*** Opening of Materials provided ***

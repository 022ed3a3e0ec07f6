//! 胶囊体碰撞体
//!
//! 本地 Y 轴为胶囊轴，从原点到 (0, axis_length, 0)。
//! 分解为两个球形端帽和中间的圆柱段。

use glam::{Vec2, Vec3};

use crate::math::line_segment_circle_intersection;
use super::sphere::{local_segment_hits_sphere, resolve_local_sphere};
use super::{direction_or, CollisionStatus, ContactPoint, Frame, MIN_COLLIDER_RADIUS};

/// 胶囊体碰撞体
#[derive(Clone, Debug, PartialEq)]
pub struct CapsuleCollider {
    pub frame: Frame,
    /// 轴长（两端帽球心之间的距离，本地单位）
    pub axis_length: f32,
    pub radius: f32,
    pub enabled: bool,
}

impl CapsuleCollider {
    /// 竖直（世界 +Y）胶囊体
    pub fn new(origin: Vec3, axis_length: f32, radius: f32) -> Self {
        Self::with_frame(Frame::from_translation(origin), axis_length, radius)
    }

    pub fn with_frame(frame: Frame, axis_length: f32, radius: f32) -> Self {
        Self { frame, axis_length, radius, enabled: true }
    }

    #[inline]
    pub fn is_active(&self) -> bool {
        self.enabled && self.radius > MIN_COLLIDER_RADIUS && self.frame.is_valid()
    }

    /// 末端端帽球心（世界空间）
    pub fn end_cap_origin(&self) -> Vec3 {
        self.frame.to_world_point(Vec3::new(0.0, self.axis_length, 0.0))
    }

    /// 点是否在胶囊体内
    pub fn contains(&self, point: Vec3) -> bool {
        let local = self.frame.to_local_point(point);
        let axis_point = Vec3::new(0.0, local.y.clamp(0.0, self.axis_length.max(0.0)), 0.0);
        local.distance_squared(axis_point) <= self.radius * self.radius
    }

    /// 修正尾端位置
    pub fn resolve(&self, head: Vec3, tail: Vec3, tail_radius: f32) -> (Vec3, CollisionStatus) {
        if !self.is_active() {
            return (tail, CollisionStatus::NoCollision);
        }

        let local_head = self.frame.to_local_point(head);
        let local_tail = self.frame.to_local_point(tail);
        let local_tail_radius = self.frame.to_local_length(tail_radius);

        // 尾端投影落在轴段之外时按端帽球处理
        let above_top = local_tail.y >= self.axis_length;
        if local_tail.y <= 0.0 || above_top {
            let cap_origin = Vec3::new(0.0, if above_top { self.axis_length } else { 0.0 }, 0.0);
            let (new_local_tail, status) =
                resolve_local_sphere(local_head, local_tail, local_tail_radius, cap_origin, self.radius);
            return match status {
                CollisionStatus::NoCollision => (tail, status),
                _ => (self.frame.to_world_point(new_local_tail), status),
            };
        }

        self.resolve_cylinder(local_head, tail, local_tail, local_tail_radius)
    }

    /// 圆柱段：把尾端的径向分量推到合成半径上，保持轴向坐标
    fn resolve_cylinder(
        &self,
        local_head: Vec3,
        tail: Vec3,
        local_tail: Vec3,
        local_tail_radius: f32,
    ) -> (Vec3, CollisionStatus) {
        let origin_to_tail = Vec2::new(local_tail.x, local_tail.z);
        let combined_radius = self.radius + local_tail_radius;
        if origin_to_tail.length_squared() > combined_radius * combined_radius {
            return (tail, CollisionStatus::NoCollision);
        }

        let origin_to_head = Vec2::new(local_head.x, local_head.z);
        // 尾端恰在轴线上时沿头部的径向推出
        let normal = origin_to_tail
            .try_normalize()
            .or_else(|| origin_to_head.try_normalize())
            .unwrap_or(Vec2::X);
        let radial = normal * combined_radius;
        let new_local_tail = Vec3::new(radial.x, local_tail.y, radial.y);

        let status = if origin_to_head.length_squared() <= self.radius * self.radius {
            CollisionStatus::HeadEmbedded
        } else {
            CollisionStatus::TailCollision
        };
        (self.frame.to_world_point(new_local_tail), status)
    }

    /// 尾端对应的表面接触点
    pub fn contact_point(&self, tail: Vec3) -> ContactPoint {
        let local_tail = self.frame.to_local_point(tail);
        let axis_y = local_tail.y.clamp(0.0, self.axis_length.max(0.0));
        let axis_point = Vec3::new(0.0, axis_y, 0.0);
        let fallback = Vec3::new(local_tail.x, 0.0, local_tail.z);
        let local_normal = direction_or(local_tail - axis_point, direction_or(fallback, Vec3::X));
        ContactPoint {
            position: self.frame.to_world_point(axis_point + local_normal * self.radius),
            normal: self.frame.to_world_direction(local_normal),
        }
    }

    /// 带半径的线段是否与胶囊体相交
    pub fn intersects_segment(&self, a: Vec3, b: Vec3, segment_radius: f32) -> bool {
        if !self.is_active() {
            return false;
        }

        let local_a = self.frame.to_local_point(a);
        let local_b = self.frame.to_local_point(b);
        let combined_radius = self.radius + self.frame.to_local_length(segment_radius);

        let end_origin = Vec3::new(0.0, self.axis_length, 0.0);
        if local_segment_hits_sphere(local_a, local_b, combined_radius, Vec3::ZERO)
            || local_segment_hits_sphere(local_a, local_b, combined_radius, end_origin)
        {
            return true;
        }

        matches!(
            cylinder_intersection(local_a, local_b, combined_radius),
            Some(point) if point.y > 0.0 && point.y < self.axis_length
        )
    }
}

/// 线段与无限圆柱（本地 Y 轴）的第一个交点
fn cylinder_intersection(local_fixed: Vec3, local_moving: Vec3, combined_radius: f32) -> Option<Vec3> {
    let projected_fixed = Vec2::new(local_fixed.x, local_fixed.z);
    let projected_moving = Vec2::new(local_moving.x, local_moving.z);
    let (t1, t2) = line_segment_circle_intersection(Vec2::ZERO, combined_radius, projected_fixed, projected_moving)?;
    if t1 >= 1.0 || t2 <= 0.0 {
        return None;
    }
    Some(local_fixed + (local_moving - local_fixed) * t1)
}

#[cfg(test)]
mod tests {
    use super::*;
    use crate::collider::SphereCollider;
    use glam::Quat;

    const EPS: f32 = 1e-4;

    #[test]
    fn test_cylinder_pushes_radially() {
        let capsule = CapsuleCollider::new(Vec3::ZERO, 2.0, 0.5);
        let head = Vec3::new(1.5, 1.5, 0.0);
        let tail = Vec3::new(0.3, 1.0, 0.1);
        let (p, status) = capsule.resolve(head, tail, 0.1);
        assert_eq!(status, CollisionStatus::TailCollision);
        assert!((Vec2::new(p.x, p.z).length() - 0.6).abs() < EPS);
        // 轴向坐标不变
        assert!((p.y - 1.0).abs() < EPS);
    }

    #[test]
    fn test_cylinder_head_embedded() {
        let capsule = CapsuleCollider::new(Vec3::ZERO, 2.0, 0.5);
        let head = Vec3::new(0.1, 1.5, 0.0);
        let tail = Vec3::new(0.3, 1.0, 0.0);
        let (p, status) = capsule.resolve(head, tail, 0.0);
        assert_eq!(status, CollisionStatus::HeadEmbedded);
        assert!((p - Vec3::new(0.5, 1.0, 0.0)).length() < EPS);
    }

    #[test]
    fn test_end_caps() {
        let capsule = CapsuleCollider::new(Vec3::ZERO, 2.0, 0.5);
        // 顶部端帽
        let (p, status) = capsule.resolve(Vec3::new(0.0, 4.0, 0.0), Vec3::new(0.1, 2.3, 0.0), 0.0);
        assert_eq!(status, CollisionStatus::TailCollision);
        assert!(((p - capsule.end_cap_origin()).length() - 0.5).abs() < EPS);

        // 底部端帽
        let (p, status) = capsule.resolve(Vec3::new(0.0, -2.0, 0.0), Vec3::new(0.1, -0.2, 0.0), 0.0);
        assert_eq!(status, CollisionStatus::TailCollision);
        assert!((p.length() - 0.5).abs() < EPS);
    }

    #[test]
    fn test_zero_length_matches_sphere() {
        let frame = Frame::new(Vec3::new(0.5, 1.0, -0.5), Quat::from_rotation_x(0.4));
        let capsule = CapsuleCollider::with_frame(frame, 0.0, 0.7);
        let sphere = SphereCollider::with_frame(frame, 0.7);

        let cases = [
            (Vec3::new(0.5, 3.0, -0.5), Vec3::new(0.6, 1.2, -0.4), 0.05),
            (Vec3::new(0.6, 1.1, -0.5), Vec3::new(0.9, 1.3, -0.2), 0.1),
            (Vec3::new(2.0, 2.0, 2.0), Vec3::new(3.0, 3.0, 3.0), 0.0),
            (Vec3::new(-1.0, 0.0, -0.5), Vec3::new(0.3, 0.6, -0.5), 0.2),
        ];
        for (head, tail, r) in cases {
            assert_eq!(capsule.resolve(head, tail, r), sphere.resolve(head, tail, r));
        }
    }

    #[test]
    fn test_tiny_radius_is_inert() {
        let capsule = CapsuleCollider::new(Vec3::ZERO, 1.0, 0.00005);
        let tail = Vec3::new(0.0, 0.5, 0.0);
        assert_eq!(capsule.resolve(Vec3::new(1.0, 0.5, 0.0), tail, 0.1), (tail, CollisionStatus::NoCollision));
    }

    #[test]
    fn test_contains_and_segment() {
        let capsule = CapsuleCollider::new(Vec3::ZERO, 2.0, 0.5);
        assert!(capsule.contains(Vec3::new(0.2, 1.0, 0.2)));
        assert!(capsule.contains(Vec3::new(0.0, 2.4, 0.0)));
        assert!(!capsule.contains(Vec3::new(0.0, 2.6, 0.0)));

        // 横穿圆柱段
        assert!(capsule.intersects_segment(Vec3::new(-2.0, 1.0, 0.0), Vec3::new(2.0, 1.0, 0.0), 0.0));
        // 横穿顶部端帽
        assert!(capsule.intersects_segment(Vec3::new(-2.0, 2.3, 0.0), Vec3::new(2.0, 2.3, 0.0), 0.0));
        // 完全在外
        assert!(!capsule.intersects_segment(Vec3::new(-2.0, 1.0, 1.0), Vec3::new(2.0, 1.0, 1.0), 0.0));
    }
}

*** Close of Materials provided ***

▶ [Your instructions]: Could you return exactly the stretch of the data above that starts at the line with "let local_b = self.frame.to_local_point(b);" and ends at the line with "use super::*;", both lines included?

▶ [Response]:
        let local_b = self.frame.to_local_point(b);
        let combined_radius = self.radius + self.frame.to_local_length(segment_radius);

        let end_origin = Vec3::new(0.0, self.axis_length, 0.0);
        if local_segment_hits_sphere(local_a, local_b, combined_radius, Vec3::ZERO)
            || local_segment_hits_sphere(local_a, local_b, combined_radius, end_origin)
        {
            return true;
        }

        matches!(
            cylinder_intersection(local_a, local_b, combined_radius),
            Some(point) if point.y > 0.0 && point.y < self.axis_length
        )
    }
}

/// 线段与无限圆柱（本地 Y 轴）的第一个交点
fn cylinder_intersection(local_fixed: Vec3, local_moving: Vec3, combined_radius: f32) -> Option<Vec3> {
    let projected_fixed = Vec2::new(local_fixed.x, local_fixed.z);
    let projected_moving = Vec2::new(local_moving.x, local_moving.z);
    let (t1, t2) = line_segment_circle_intersection(Vec2::ZERO, combined_radius, projected_fixed, projected_moving)?;
    if t1 >= 1.0 || t2 <= 0.0 {
        return None;
    }
    Some(local_fixed + (local_moving - local_fixed) * t1)
}

#[cfg(test)]
mod tests {
    use super::*;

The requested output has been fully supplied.